For those who are unaware, Bangarra is an Aboriginal and Torres Strait Islander organisation, reknowned nationally and around the world for its powerful dancing, distinctive theatrical voice and utterly unique soundscapes, music and design. ‘OUR land people stories’ is the most recent in a long line of contemporary dance performances toured by the company under the direction of Stephen Page, and is composed of three separate pieces.
The first (and by far the most disturbing) piece was ‘Macq’, which told the story of Lachlan Macquarie’s tenure as Governor of New South Wales and his relationship to the Dharawal people during that time, which began somewhat co-operatively and ended in slaughter and terror at the Appin massacre of 1816. The opening vignette of a grieving woman wailing over the body of a man set the stage for what was to prove an extremely confronting half an hour. Overlaid with a spoken track of Macquarie’s callous diary entries, the droning, throbbing soundscape by composer David Page underscored the feeling of mounting dread as we were gradually led towards the work’s climax. Daniel Riley gave a powerful performance as Macquarie. The dancers climbed a dais in a sombre line; one behind lowering the one in front to collapse on the floor, signifying the hanging of the “hostile tribes”. I prayed for that scene to end. In semi-darkness, the limp and lolling limbs of the dancers were utterly grotesque, and filled with pathos. Long time Bangarra dancer Jasmin Sheppard was the choreographer for ‘Macq’, and her anger and heartbreak bursts from the stage.
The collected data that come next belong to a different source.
//! Ranking of duplicate candidates and selection of the copies to keep.
//!
//! Resolution runs an ordered chain of rules over the candidates of one title.
//! Each rule can eliminate losers, pick winners, or pass to the next rule.
//! Special cases sit at the front of the chain and the generic ranking comes last,
//! so new exceptions can be added without touching the generic comparison.

use std::cmp::Ordering;
use std::fmt;

use crate::dedupe::catalog::SystemCatalog;
use crate::dedupe::metadata::{FileRecord, Region};

const MAME: &str = "mame";
const FBNEO: &str = "fbneo";

/// Result of resolving one group of candidates.
#[derive(Debug, Clone, PartialEq, Eq)]
pub struct Resolution {
    /// Records that stay in the collection, in group order.
    pub kept: Vec<FileRecord>,
    /// Records to move to quarantine, in group order.
    pub moved: Vec<FileRecord>,
    /// Human-readable explanation of the special rules that were applied.
    pub notes: Vec<String>,
}

/// Whether the rule chain should continue after a rule.
#[derive(Debug, Clone, Copy, PartialEq, Eq)]
pub enum RuleOutcome {
    Continue,
    /// Winners have been decided, remaining candidates lose.
    Done,
}

/// Mutable view of a group while the rule chain runs.
///
/// Candidates are referred to by their index in the group,
/// which keeps tie-breaks tied to the original encounter order.
#[derive(Debug)]
pub struct ResolutionState<'a> {
    records: &'a [FileRecord],
    remaining: Vec<usize>,
    kept: Vec<usize>,
    notes: Vec<String>,
}

/// One step in the resolution chain.
///
/// A rule must never eliminate every remaining candidate without keeping one.
pub trait ResolutionRule: fmt::Debug {
    fn name(&self) -> &'static str;

    fn apply(&self, state: &mut ResolutionState<'_>, catalog: &SystemCatalog) -> RuleOutcome;
}

/// Between a single MAME and a single FBNeo copy, FBNeo wins
/// unless it is explicitly non-English while the MAME copy is not.
///
/// Only the loser is eliminated: the winner keeps competing with the other candidates.
#[derive(Debug, Clone, Copy, Default)]
pub struct ArcadePairRule;

/// Keep the best handheld and the best console version separately
/// when a title exists for both kinds of systems.
#[derive(Debug, Clone, Copy)]
pub struct HandheldSplitRule {
    pub keep_both: bool,
}

/// Keep the single best candidate by generation, year, region and size.
#[derive(Debug, Clone, Copy, Default)]
pub struct GenericOrderRule;

/// Decides which members of a duplicate group survive.
#[derive(Debug)]
pub struct Resolver {
    catalog: SystemCatalog,
    rules: Vec<Box<dyn ResolutionRule>>,
}

impl<'a> ResolutionState<'a> {
    #[must_use]
    pub fn new(records: &'a [FileRecord]) -> Self {
        Self {
            records,
            remaining: (0..records.len()).collect(),
            kept: Vec::new(),
            notes: Vec::new(),
        }
    }

    /// Indices of the candidates still competing, in group order.
    #[must_use]
    pub fn remaining(&self) -> &[usize] {
        &self.remaining
    }

    #[must_use]
    pub fn record(&self, index: usize) -> &'a FileRecord {
        &self.records[index]
    }

    /// Mark a candidate as kept and take it out of the competition.
    pub fn keep(&mut self, index: usize) {
        self.remaining.retain(|&i| i != index);
        if !self.kept.contains(&index) {
            self.kept.push(index);
        }
    }

    /// Remove a candidate from the competition, it will be moved.
    pub fn eliminate(&mut self, index: usize) {
        self.remaining.retain(|&i| i != index);
    }

    pub fn note(&mut self, note: impl Into<String>) {
        self.notes.push(note.into());
    }

    /// Best candidate among `pool` by the generic order.
    /// On a full tie the earliest candidate in the pool wins.
    #[must_use]
    pub fn best_of(&self, pool: &[usize], catalog: &SystemCatalog) -> Option<usize> {
        pool.iter().copied().reduce(|winner, candidate| {
            if compare(&self.records[candidate], &self.records[winner], catalog) == Ordering::Greater {
                candidate
            } else {
                winner
            }
        })
    }

    /// Split into kept and moved records, both in group order.
    fn into_resolution(mut self) -> Resolution {
        self.kept.sort_unstable();
        let (kept, moved) = self
            .records
            .iter()
            .enumerate()
            .partition::<Vec<_>, _>(|(index, _)| self.kept.contains(index));
        Resolution {
            kept: kept.into_iter().map(|(_, record)| record.clone()).collect(),
            moved: moved.into_iter().map(|(_, record)| record.clone()).collect(),
            notes: self.notes,
        }
    }
}

/// Compare two candidates by the generic priority order.
///
/// `Ordering::Greater` means `a` is the better copy.
/// Axes in order of precedence:
/// 1. generation rank of the system, higher wins
/// 2. release year, later wins
/// 3. region priority, lower wins
/// 4. file size, smaller wins
#[must_use]
pub fn compare(a: &FileRecord, b: &FileRecord, catalog: &SystemCatalog) -> Ordering {
    catalog
        .generation(&a.system)
        .cmp(&catalog.generation(&b.system))
        .then_with(|| a.year.cmp(&b.year))
        .then_with(|| b.region.cmp(&a.region))
        .then_with(|| b.size.cmp(&a.size))
}

impl ResolutionRule for ArcadePairRule {
    fn name(&self) -> &'static str {
        "MAME/FBNeo"
    }

    fn apply(&self, state: &mut ResolutionState<'_>, _catalog: &SystemCatalog) -> RuleOutcome {
        let of_system = |system: &str| -> Vec<usize> {
            state
                .remaining()
                .iter()
                .copied()
                .filter(|&i| state.record(i).system == system)
                .collect()
        };
        let (mame, fbneo) = match (of_system(MAME).as_slice(), of_system(FBNEO).as_slice()) {
            (&[mame], &[fbneo]) => (mame, fbneo),
            _ => return RuleOutcome::Continue,
        };

        let mame_region = state.record(mame).region;
        let fbneo_region = state.record(fbneo).region;
        let (winner, loser, reason) = if fbneo_region == Region::NonEnglish && mame_region < Region::NonEnglish {
            (mame, fbneo, "FBNeo copy is explicitly non-English")
        } else {
            (fbneo, mame, "FBNeo is preferred")
        };

        state.eliminate(loser);
        let note = format!(
            "{} rule: keeping '{}' over '{}' ({reason})",
            self.name(),
            state.record(winner).path.display(),
            state.record(loser).path.display()
        );
        state.note(note);
        RuleOutcome::Continue
    }
}

impl ResolutionRule for HandheldSplitRule {
    fn name(&self) -> &'static str {
        "Handheld exception"
    }

    fn apply(&self, state: &mut ResolutionState<'_>, catalog: &SystemCatalog) -> RuleOutcome {
        if !self.keep_both {
            return RuleOutcome::Continue;
        }
        let (handhelds, consoles): (Vec<usize>, Vec<usize>) = state
            .remaining()
            .iter()
            .partition(|&&i| catalog.is_handheld(&state.record(i).system));
        if handhelds.is_empty() || consoles.is_empty() {
            return RuleOutcome::Continue;
        }

        state.note(format!(
            "{}: evaluating {} handheld and {} console version(s) separately",
            self.name(),
            handhelds.len(),
            consoles.len()
        ));
        for pool in [handhelds, consoles] {
            if let Some(winner) = state.best_of(&pool, catalog) {
                state.keep(winner);
            }
        }
        RuleOutcome::Done
    }
}

impl ResolutionRule for GenericOrderRule {
    fn name(&self) -> &'static str {
        "General"
    }

    fn apply(&self, state: &mut ResolutionState<'_>, catalog: &SystemCatalog) -> RuleOutcome {
        let pool = state.remaining().to_vec();
        if let Some(winner) = state.best_of(&pool, catalog) {
            state.keep(winner);
        }
        RuleOutcome::Done
    }
}

impl Resolver {
    /// Create a resolver with the standard rule chain.
    #[must_use]
    pub fn new(catalog: SystemCatalog, keep_handheld_and_console: bool) -> Self {
        Self::with_rules(
            catalog,
            vec![
                Box::new(ArcadePairRule),
                Box::new(HandheldSplitRule {
                    keep_both: keep_handheld_and_console,
                }),
                Box::new(GenericOrderRule),
            ],
        )
    }

    /// Create a resolver with a custom rule chain.
    ///
    /// Candidates left undecided after the last rule compete in the generic order.
    #[must_use]
    pub fn with_rules(catalog: SystemCatalog, rules: Vec<Box<dyn ResolutionRule>>) -> Self {
        Self { catalog, rules }
    }

    #[must_use]
    pub const fn catalog(&self) -> &SystemCatalog {
        &self.catalog
    }

    /// Decide which records of a group to keep and which to move.
    ///
    /// Deterministic for a given group order and catalog.
    /// Every record ends up in exactly one of `kept` and `moved`,
    /// and `kept` is never empty for a non-empty group.
    #[must_use]
    pub fn resolve(&self, group: &[FileRecord]) -> Resolution {
        let mut state = ResolutionState::new(group);
        for rule in &self.rules {
            if state.remaining().is_empty() {
                break;
            }
            if rule.apply(&mut state, &self.catalog) == RuleOutcome::Done {
                break;
            }
        }
        if state.kept.is_empty() && !state.remaining().is_empty() {
            GenericOrderRule.apply(&mut state, &self.catalog);
        }
        debug_assert!(group.is_empty() || !state.kept.is_empty(), "resolution must keep a record");
        state.into_resolution()
    }
}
Next up was the somewhat more abstract ‘Miyagan’, an exploration of relationships between members of the Wiradjuri tribe and their relationship to country. Beau Dean Riley Smith and Daniel Riley – dancers who discovered they were cousins after separately joining Bangarra – co-choreographed and performed in the piece. In ‘Miyagan’, movement took over where the emotion of ‘Macq’ left off. While lacking the must-watch quality of its predecessor, ‘Miyagan’ nonetheless provided visual impact; the bird like movements, feathered masks and palate of browns and greens beautifully offset by the striking emu feather centrepiece under which the dancers whirled and writhed. It was also a necessary break from the tension. Matt Cox’s inspired lighting design deserves a special mention here.
Finally, ‘Nyapanyapa’ took the audience on an uplifting, sombre and, at times, playful journey through the life and works of acclaimed Yolngu artist Nyapanyapa Yunupingu. Her exquisite artworks, strikingly projected onto the backdrop, were brought to life by the dancers in front in a stunning sequence of stories and tableaus. Tied together by Elma Kris, who played Nyapanyapa herself, the piece explores the stories which inspired some of the artist’s famous pieces, and was the most visually stunning of all three performances. Stephen Page’s deft hand is easily detectable within the confident and evocative choregraphy, while Jacob Nash’s sets were utterly vivid. For all its noise and colour, feeling and wonder, the night ends in quiet contemplation as the grey-clad dancers lie, as rocks in the ground, under the watchful eyes of the real Nyapayapa whose image is projected onto the screen behind.
Dedicated to the wholly unique David Page, who was devastatingly lost last year, ‘OUR land people stories’ packs a hefty punch of poignance, fury, resilience, complexity and beauty that lingers in the mind long after the curtain has closed. It’s a visceral and imaginitive tribute to an extraordinary talent.